### Task goal
Your answer should be every line below that includes the word "input".

Saved entries
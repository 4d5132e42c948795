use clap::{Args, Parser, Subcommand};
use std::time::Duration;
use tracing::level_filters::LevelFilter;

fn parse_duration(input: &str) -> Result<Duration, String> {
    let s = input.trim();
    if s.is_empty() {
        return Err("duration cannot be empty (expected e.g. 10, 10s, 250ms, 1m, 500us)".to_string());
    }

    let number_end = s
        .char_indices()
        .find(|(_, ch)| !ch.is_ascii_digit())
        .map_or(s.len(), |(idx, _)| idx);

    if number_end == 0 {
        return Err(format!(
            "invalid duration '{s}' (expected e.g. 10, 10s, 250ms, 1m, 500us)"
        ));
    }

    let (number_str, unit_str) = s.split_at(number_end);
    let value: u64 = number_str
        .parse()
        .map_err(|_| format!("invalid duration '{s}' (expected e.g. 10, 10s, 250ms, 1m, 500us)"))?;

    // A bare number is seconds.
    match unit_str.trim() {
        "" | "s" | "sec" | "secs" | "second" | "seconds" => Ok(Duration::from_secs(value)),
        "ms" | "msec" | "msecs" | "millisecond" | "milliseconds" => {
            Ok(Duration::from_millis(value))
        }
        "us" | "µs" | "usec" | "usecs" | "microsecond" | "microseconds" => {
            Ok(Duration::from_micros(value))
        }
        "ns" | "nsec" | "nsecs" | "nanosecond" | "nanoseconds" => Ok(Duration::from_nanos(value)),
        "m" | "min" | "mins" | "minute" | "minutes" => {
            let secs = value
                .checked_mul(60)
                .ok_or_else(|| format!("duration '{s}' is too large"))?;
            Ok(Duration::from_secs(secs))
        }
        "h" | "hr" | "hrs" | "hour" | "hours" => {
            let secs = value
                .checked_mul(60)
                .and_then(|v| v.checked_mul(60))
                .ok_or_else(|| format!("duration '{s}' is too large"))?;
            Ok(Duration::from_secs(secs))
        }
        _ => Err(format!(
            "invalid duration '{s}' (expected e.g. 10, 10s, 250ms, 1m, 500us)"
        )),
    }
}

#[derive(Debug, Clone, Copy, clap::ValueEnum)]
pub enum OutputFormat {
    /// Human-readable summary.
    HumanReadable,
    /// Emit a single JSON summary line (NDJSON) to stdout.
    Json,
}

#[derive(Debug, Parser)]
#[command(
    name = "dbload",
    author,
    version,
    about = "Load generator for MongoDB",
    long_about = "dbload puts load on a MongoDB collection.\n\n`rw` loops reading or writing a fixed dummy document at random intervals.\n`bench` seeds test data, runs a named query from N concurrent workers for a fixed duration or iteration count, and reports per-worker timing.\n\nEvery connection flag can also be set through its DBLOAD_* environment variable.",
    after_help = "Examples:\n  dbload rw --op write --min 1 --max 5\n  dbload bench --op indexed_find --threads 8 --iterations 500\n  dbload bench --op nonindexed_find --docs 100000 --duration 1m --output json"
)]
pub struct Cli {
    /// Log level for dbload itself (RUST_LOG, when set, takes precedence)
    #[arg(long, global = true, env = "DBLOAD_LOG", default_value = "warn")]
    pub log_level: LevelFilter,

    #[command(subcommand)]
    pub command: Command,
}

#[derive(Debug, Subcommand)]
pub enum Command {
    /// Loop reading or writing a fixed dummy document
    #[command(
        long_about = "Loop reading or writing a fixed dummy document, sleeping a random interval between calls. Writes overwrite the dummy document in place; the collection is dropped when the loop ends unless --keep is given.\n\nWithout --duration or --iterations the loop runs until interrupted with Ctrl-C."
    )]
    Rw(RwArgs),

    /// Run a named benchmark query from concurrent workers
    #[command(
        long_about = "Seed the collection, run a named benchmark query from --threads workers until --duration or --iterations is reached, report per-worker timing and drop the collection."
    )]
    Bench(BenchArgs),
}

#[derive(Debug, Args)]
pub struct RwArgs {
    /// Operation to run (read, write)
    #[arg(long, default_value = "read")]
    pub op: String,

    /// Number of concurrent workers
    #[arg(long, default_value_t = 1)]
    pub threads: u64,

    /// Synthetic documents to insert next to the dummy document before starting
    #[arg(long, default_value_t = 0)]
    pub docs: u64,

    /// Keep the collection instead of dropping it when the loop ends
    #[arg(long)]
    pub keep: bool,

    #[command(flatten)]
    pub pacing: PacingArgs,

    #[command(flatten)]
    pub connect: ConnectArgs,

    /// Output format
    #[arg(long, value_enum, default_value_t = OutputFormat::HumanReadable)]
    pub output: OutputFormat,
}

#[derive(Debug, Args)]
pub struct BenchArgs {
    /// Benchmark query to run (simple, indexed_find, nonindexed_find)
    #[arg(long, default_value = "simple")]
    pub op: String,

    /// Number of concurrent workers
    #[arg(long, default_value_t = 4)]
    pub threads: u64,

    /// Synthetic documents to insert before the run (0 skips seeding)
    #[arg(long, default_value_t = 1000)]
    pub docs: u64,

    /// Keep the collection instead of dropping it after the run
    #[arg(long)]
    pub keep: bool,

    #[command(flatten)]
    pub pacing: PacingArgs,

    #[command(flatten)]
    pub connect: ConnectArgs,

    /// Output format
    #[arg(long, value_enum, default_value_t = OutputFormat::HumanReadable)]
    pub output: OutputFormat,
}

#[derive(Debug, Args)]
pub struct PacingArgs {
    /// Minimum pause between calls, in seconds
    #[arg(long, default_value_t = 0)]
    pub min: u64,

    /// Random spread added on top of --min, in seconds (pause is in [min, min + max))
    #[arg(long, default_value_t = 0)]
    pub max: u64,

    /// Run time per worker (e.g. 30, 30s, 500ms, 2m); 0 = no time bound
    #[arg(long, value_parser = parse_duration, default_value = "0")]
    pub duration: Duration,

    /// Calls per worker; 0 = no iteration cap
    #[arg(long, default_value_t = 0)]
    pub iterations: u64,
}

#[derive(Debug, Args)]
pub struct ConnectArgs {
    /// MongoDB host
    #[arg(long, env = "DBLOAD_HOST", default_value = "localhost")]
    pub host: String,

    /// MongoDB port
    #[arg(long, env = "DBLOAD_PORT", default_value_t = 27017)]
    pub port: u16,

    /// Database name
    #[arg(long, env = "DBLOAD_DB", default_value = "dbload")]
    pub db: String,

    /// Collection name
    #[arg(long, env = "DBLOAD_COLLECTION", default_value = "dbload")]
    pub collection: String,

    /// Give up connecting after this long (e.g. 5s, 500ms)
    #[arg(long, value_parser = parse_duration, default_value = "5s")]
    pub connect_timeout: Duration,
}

### Solved problem
fn parse_duration(input: &str) -> Result<Duration, String> {
    let s = input.trim();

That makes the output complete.